_Stored data entries_.
== Segment start ==
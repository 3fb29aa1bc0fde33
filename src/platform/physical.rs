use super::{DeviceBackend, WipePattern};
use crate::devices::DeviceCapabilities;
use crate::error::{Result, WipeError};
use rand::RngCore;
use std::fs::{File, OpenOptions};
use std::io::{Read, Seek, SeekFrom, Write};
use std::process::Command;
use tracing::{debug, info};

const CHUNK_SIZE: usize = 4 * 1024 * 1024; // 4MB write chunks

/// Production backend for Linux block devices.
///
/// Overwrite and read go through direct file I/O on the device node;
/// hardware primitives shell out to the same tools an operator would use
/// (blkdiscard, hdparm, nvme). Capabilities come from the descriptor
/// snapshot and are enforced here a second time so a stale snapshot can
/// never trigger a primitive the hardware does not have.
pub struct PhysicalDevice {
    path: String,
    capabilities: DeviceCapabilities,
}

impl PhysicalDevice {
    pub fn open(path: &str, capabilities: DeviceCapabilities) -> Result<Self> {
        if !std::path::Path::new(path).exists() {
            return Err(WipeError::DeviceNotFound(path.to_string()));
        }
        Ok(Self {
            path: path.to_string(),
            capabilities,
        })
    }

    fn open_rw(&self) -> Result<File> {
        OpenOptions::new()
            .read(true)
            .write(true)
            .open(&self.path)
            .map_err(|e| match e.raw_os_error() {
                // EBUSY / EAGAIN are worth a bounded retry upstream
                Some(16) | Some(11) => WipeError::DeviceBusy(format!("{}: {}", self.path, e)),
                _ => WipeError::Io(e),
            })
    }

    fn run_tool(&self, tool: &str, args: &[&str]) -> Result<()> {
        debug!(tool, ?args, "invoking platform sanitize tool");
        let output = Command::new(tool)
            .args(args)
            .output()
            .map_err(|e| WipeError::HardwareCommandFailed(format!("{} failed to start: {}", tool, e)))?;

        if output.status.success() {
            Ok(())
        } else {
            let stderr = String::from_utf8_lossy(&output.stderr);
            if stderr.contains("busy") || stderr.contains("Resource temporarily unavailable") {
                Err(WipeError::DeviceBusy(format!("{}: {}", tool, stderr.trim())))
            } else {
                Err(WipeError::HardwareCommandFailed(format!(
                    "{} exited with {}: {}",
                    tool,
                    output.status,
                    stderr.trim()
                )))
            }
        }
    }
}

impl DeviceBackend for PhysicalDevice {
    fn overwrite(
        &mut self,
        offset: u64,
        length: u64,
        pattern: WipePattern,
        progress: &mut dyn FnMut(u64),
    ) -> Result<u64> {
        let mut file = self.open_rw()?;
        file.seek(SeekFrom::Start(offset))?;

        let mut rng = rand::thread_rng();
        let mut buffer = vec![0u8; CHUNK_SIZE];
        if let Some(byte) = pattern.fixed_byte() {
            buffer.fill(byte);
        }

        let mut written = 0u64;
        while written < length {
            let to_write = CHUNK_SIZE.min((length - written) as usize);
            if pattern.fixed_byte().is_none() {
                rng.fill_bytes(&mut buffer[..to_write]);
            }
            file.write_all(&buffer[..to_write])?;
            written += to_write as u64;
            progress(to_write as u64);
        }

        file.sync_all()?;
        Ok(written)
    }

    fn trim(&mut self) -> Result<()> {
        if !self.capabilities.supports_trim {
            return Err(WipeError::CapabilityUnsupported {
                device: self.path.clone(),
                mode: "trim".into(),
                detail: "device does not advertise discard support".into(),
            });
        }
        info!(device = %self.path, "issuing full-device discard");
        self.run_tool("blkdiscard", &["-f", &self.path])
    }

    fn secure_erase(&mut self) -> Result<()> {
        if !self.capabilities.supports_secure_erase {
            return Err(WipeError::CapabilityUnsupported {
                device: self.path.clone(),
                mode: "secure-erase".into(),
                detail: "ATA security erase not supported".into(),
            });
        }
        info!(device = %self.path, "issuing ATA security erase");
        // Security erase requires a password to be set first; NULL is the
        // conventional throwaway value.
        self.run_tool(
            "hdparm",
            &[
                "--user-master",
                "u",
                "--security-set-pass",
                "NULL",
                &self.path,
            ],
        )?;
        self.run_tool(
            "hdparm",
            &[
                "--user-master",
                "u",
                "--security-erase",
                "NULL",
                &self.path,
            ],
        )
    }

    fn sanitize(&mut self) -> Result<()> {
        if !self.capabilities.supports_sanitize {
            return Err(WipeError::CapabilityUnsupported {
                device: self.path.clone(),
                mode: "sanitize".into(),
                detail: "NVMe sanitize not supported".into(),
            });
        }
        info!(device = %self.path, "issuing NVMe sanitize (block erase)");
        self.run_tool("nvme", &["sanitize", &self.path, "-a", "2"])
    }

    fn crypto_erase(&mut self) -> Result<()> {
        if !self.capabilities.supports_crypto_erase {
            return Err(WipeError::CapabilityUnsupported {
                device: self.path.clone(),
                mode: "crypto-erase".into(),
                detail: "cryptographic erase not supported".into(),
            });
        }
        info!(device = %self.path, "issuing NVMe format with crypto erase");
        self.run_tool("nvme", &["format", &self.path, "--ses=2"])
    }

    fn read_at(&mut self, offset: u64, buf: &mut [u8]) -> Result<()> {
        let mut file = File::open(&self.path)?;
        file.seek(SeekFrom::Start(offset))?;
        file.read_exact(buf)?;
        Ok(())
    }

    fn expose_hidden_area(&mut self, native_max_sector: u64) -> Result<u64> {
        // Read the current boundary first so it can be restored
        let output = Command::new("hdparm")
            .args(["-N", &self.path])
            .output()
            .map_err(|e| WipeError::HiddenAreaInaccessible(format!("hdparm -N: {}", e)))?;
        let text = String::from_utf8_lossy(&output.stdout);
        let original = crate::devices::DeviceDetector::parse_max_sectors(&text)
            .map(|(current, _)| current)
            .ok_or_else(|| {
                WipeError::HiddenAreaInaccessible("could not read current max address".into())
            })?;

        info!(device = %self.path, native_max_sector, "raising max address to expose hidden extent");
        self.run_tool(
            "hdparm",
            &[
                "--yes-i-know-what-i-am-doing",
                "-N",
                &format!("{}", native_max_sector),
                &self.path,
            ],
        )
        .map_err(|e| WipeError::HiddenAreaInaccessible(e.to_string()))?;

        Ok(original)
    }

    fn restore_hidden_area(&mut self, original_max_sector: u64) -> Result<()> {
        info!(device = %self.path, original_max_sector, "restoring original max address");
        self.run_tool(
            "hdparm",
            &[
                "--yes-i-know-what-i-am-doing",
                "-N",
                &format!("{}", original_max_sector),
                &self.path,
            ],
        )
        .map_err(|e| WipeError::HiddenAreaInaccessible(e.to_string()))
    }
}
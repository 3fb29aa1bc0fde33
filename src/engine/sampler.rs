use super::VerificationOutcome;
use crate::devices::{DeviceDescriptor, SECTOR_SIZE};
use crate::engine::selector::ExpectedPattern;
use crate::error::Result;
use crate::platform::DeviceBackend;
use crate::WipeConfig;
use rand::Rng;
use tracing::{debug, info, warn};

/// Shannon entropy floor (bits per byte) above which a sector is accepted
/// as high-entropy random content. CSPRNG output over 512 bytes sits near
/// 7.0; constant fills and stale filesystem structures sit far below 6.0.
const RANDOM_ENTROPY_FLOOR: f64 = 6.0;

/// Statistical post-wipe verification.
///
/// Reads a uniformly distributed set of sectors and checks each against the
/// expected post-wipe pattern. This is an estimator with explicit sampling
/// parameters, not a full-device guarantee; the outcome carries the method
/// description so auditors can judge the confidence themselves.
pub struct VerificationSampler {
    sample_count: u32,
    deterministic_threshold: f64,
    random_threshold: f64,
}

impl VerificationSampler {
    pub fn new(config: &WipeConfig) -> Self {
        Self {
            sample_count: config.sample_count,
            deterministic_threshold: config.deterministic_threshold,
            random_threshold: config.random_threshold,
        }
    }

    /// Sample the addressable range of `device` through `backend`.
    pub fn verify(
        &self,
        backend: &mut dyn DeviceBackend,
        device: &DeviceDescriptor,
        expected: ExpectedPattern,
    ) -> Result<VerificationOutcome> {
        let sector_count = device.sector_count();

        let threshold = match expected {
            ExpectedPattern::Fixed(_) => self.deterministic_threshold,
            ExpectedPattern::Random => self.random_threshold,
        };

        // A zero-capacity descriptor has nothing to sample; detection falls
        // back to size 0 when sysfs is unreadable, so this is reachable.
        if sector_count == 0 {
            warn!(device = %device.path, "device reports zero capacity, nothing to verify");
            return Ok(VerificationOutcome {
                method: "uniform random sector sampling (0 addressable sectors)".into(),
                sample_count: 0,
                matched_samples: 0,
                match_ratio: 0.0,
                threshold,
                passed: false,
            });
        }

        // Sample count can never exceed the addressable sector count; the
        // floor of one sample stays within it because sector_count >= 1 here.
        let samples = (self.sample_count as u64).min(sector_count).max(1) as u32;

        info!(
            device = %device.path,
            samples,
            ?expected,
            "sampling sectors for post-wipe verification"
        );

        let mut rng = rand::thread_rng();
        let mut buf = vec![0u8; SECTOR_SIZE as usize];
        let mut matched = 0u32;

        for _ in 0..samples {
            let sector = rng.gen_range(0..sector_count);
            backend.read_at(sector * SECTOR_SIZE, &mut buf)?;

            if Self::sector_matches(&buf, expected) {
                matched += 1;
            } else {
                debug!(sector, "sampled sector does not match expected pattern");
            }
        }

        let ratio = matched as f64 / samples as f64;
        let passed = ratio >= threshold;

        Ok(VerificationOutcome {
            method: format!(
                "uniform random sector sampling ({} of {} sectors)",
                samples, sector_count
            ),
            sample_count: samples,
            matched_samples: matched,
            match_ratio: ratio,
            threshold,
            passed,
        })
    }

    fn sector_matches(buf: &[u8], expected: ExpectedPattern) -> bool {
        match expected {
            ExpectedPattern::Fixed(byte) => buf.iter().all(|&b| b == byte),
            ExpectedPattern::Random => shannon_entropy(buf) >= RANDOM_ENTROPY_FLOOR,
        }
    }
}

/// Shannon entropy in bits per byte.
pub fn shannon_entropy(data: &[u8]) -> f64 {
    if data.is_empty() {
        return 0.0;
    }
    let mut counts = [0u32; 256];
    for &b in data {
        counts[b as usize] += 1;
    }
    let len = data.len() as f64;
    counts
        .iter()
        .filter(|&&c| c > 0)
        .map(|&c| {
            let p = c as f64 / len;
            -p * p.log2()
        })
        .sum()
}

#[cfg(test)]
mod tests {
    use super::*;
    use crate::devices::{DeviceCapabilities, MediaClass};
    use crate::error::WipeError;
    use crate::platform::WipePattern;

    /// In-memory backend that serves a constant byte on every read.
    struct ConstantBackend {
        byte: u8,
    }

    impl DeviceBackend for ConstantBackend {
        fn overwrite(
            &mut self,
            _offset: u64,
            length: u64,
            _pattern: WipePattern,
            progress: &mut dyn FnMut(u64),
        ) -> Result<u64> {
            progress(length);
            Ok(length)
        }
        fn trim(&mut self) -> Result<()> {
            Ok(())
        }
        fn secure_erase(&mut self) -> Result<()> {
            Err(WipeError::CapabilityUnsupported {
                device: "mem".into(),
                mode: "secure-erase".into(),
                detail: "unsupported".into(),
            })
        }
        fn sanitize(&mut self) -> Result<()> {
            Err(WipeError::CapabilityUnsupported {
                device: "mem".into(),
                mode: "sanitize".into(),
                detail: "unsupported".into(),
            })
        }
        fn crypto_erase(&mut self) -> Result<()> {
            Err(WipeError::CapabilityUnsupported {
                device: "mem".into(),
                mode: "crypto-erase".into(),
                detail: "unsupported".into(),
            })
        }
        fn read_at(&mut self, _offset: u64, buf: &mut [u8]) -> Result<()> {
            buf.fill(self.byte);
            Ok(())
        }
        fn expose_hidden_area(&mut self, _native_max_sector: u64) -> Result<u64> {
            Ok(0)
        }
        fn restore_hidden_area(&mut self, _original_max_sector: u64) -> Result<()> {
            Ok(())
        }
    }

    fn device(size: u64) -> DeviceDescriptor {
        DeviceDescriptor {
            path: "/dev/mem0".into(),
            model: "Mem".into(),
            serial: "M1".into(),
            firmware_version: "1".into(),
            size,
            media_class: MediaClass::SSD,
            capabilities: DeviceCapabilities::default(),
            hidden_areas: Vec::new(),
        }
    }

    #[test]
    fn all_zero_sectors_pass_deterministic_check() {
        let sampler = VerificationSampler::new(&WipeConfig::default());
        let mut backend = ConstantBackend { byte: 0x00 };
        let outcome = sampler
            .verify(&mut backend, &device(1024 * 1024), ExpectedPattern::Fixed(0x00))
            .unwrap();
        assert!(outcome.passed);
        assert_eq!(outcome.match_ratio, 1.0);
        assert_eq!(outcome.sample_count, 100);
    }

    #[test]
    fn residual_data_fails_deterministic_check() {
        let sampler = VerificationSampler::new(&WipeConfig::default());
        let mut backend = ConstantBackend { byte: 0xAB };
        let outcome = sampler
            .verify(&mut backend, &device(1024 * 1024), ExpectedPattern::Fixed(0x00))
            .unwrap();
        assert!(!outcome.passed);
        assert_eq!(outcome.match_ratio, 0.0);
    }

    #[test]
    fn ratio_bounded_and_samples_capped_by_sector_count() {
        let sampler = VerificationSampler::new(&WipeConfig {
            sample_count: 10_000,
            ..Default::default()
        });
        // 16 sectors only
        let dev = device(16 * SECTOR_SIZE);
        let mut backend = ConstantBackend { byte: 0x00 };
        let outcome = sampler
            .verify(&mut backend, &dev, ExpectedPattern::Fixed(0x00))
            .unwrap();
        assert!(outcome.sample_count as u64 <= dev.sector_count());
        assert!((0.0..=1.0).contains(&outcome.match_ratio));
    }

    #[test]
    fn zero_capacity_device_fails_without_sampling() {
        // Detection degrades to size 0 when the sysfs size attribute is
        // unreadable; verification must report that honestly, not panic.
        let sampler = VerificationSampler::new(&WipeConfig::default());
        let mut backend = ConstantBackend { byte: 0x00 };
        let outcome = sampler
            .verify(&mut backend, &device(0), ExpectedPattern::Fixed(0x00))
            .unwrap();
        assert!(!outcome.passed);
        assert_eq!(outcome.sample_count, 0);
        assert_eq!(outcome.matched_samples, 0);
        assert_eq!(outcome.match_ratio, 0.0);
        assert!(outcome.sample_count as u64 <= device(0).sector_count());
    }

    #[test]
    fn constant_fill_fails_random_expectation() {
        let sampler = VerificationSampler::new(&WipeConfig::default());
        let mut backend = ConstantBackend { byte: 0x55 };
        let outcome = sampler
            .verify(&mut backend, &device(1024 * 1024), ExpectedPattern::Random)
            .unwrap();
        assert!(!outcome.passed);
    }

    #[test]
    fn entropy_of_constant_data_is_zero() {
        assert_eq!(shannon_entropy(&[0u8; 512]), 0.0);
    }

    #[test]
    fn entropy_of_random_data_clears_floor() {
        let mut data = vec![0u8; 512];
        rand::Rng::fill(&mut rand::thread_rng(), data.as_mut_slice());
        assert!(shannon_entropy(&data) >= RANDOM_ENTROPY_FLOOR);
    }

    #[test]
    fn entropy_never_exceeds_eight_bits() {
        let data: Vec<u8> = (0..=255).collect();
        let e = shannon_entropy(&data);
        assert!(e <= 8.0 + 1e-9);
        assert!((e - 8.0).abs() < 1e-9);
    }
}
== Segment end ==
_DIRECTIONS_. Could you report how many lines in the data above include the word "tracing"? Give the number and nothing more.

_REPLY_. 2